Dua patung singa batu di depan pintu hanyalah hiasan, tak punya fungsi bertahan atau menyerang, namun menambah kemegahan bangunan itu.
Fasilitas pertahanan di dalam juga membuat Batara sangat puas. Malam ini segalanya akan diuji.
"Semua anggota, kumpul! Kita rapat!"
Suara Batara cepat menyebar, para pemain segera berkumpul.
"Malam ini kita akan bertempur sengit. Lawan kita bukan hanya monster liar, tapi juga serikat lain—Perusak Kekacauan dan Phoenix yang baru saja jadi musuh kita. Malam ini, kedua serikat itu pasti akan menyerang..."
Batara mulai mengatur strategi. Pembagian perlengkapan tingkat tinggi, formasi pasukan, penempatan senjata pemusnah massal—semua diatur dengan rinci.
Dalam waktu seperempat jam, seluruh anggota bergerak menyiapkan pertahanan.
Notifikasi muncul: transaksi dari Batara diterima. Sukses. Selamat, Anda mendapatkan sembilan juta koin tembaga.
Itu memang milik Qin Fang—semua perlengkapan hasil rampasan pemain yang ia kalahkan.

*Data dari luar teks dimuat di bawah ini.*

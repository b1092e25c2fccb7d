//! Query filters
//!
//! [`QueryParams`] is the raw, text-valued form a transport receives;
//! [`CharacterQuery`] is the validated filter the store applies.

use serde::{Deserialize, Serialize};

use crate::character::Character;
use crate::error::{MultiverseError, Result};

/// Raw search parameters as received from a client
///
/// Empty strings count as absent. The Spanish parameter names of the older
/// API are accepted as aliases. A name and its alias in the same request
/// (`originPlanet` and `planeta`) is a duplicate field and fails to parse.
#[derive(Debug, Clone, Default, PartialEq, Eq, Serialize, Deserialize)]
#[serde(rename_all = "camelCase", default)]
pub struct QueryParams {
    #[serde(alias = "universo")]
    pub universe: Option<String>,

    #[serde(alias = "especie")]
    pub species: Option<String>,

    #[serde(alias = "planet", alias = "planeta", alias = "planetaOrigen")]
    pub origin_planet: Option<String>,

    #[serde(alias = "nivelPoderMin")]
    pub power_level_min: Option<String>,

    #[serde(alias = "nivelPoderMax")]
    pub power_level_max: Option<String>,
}

/// Validated conjunctive filter over the collection
#[derive(Debug, Clone, Default, PartialEq, Eq)]
pub struct CharacterQuery {
    pub universe: Option<String>,
    pub species: Option<String>,
    pub origin_planet: Option<String>,
    pub power_level_min: Option<i64>,
    pub power_level_max: Option<i64>,
}

impl CharacterQuery {
    /// A query that matches everything
    pub fn new() -> Self {
        Self::default()
    }

    pub fn universe(mut self, universe: impl Into<String>) -> Self {
        self.universe = Some(universe.into());
        self
    }

    pub fn species(mut self, species: impl Into<String>) -> Self {
        self.species = Some(species.into());
        self
    }

    pub fn origin_planet(mut self, planet: impl Into<String>) -> Self {
        self.origin_planet = Some(planet.into());
        self
    }

    pub fn power_level_min(mut self, min: i64) -> Self {
        self.power_level_min = Some(min);
        self
    }

    pub fn power_level_max(mut self, max: i64) -> Self {
        self.power_level_max = Some(max);
        self
    }

    /// Validate raw parameters
    ///
    /// Power-level bounds must parse as integers; anything else is rejected
    /// with `InvalidFilter` rather than silently ignored.
    pub fn from_params(params: &QueryParams) -> Result<Self> {
        Ok(Self {
            universe: non_empty(&params.universe),
            species: non_empty(&params.species),
            origin_planet: non_empty(&params.origin_planet),
            power_level_min: parse_bound("powerLevelMin", &params.power_level_min)?,
            power_level_max: parse_bound("powerLevelMax", &params.power_level_max)?,
        })
    }

    /// Apply each present filter in turn: universe, species, origin planet,
    /// lower bound, upper bound
    pub fn matches(&self, character: &Character) -> bool {
        self.universe
            .as_deref()
            .map_or(true, |u| character.universe == u)
            && self
                .species
                .as_deref()
                .map_or(true, |s| character.species == s)
            && self
                .origin_planet
                .as_deref()
                .map_or(true, |p| character.origin_planet == p)
            && self
                .power_level_min
                .map_or(true, |min| character.power_level >= min)
            && self
                .power_level_max
                .map_or(true, |max| character.power_level <= max)
    }

    /// True when no filter is set
    pub fn is_empty(&self) -> bool {
        *self == Self::default()
    }
}

impl TryFrom<&QueryParams> for CharacterQuery {
    type Error = MultiverseError;

    fn try_from(params: &QueryParams) -> Result<Self> {
        Self::from_params(params)
    }
}

fn non_empty(value: &Option<String>) -> Option<String> {
    value.as_ref().filter(|v| !v.is_empty()).cloned()
}

fn parse_bound(name: &str, raw: &Option<String>) -> Result<Option<i64>> {
    match raw.as_deref().map(str::trim) {
        None | Some("") => Ok(None),
        Some(text) => text.parse::<i64>().map(Some).map_err(|_| {
            MultiverseError::InvalidFilter(format!("{} must be an integer, got '{}'", name, text))
        }),
    }
}
//! Shared error types for the services crate.

use thiserror::Error;

use exam_core::model::{ExamSessionError, SessionClockError};
use storage::{SqliteInitError, StorageError};

/// Errors raised while assembling the service stack.
#[derive(Debug, Error)]
#[non_exhaustive]
pub enum AppServicesError {
    #[error(transparent)]
    SqliteInit(#[from] SqliteInitError),
}

/// Errors emitted by the exam flow services.
#[derive(Debug, Error)]
#[non_exhaustive]
pub enum ExamFlowError {
    /// The finished flag is set: the exam surface refuses to reopen.
    #[error("exam already submitted")]
    AlreadySubmitted,

    #[error(transparent)]
    Session(#[from] ExamSessionError),

    #[error(transparent)]
    Clock(#[from] SessionClockError),

    #[error(transparent)]
    Storage(#[from] StorageError),
}

/// Errors emitted by `AccountService`.
#[derive(Debug, Error)]
#[non_exhaustive]
pub enum AccountError {
    #[error("name is required")]
    NameRequired,

    #[error("enter a valid email")]
    InvalidEmail,

    #[error("password must be at least 8 characters")]
    PasswordTooShort,

    #[error("passwords do not match")]
    PasswordMismatch,

    #[error("already have an account, please log in")]
    AlreadyRegistered,

    #[error("email or password is wrong")]
    InvalidCredentials,

    #[error(transparent)]
    Storage(#[from] StorageError),
}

Notifikasi lain, Batara meminta komunikasi.
Di depan gerbang Ruang Suci Cahaya, Qin Fang sedang menunggu kemunculan Zang Tu ketika suara sistem itu terdengar.
"Setuju."
"Saudaraku, malam ini mau berjaga di markas Serikat Batara? Kubayar dua juta koin tembaga per jam."
Setelah pengalaman pertempuran sebelumnya, Batara langsung sadar bahwa Qin Fang bukan sekadar pandai besi; kemampuan bertarungnya sungguh luar biasa.
Dengan bantuan Qin Fang, pertarungan melawan bos tingkat emas dan perunggu malam ini akan jauh lebih mudah.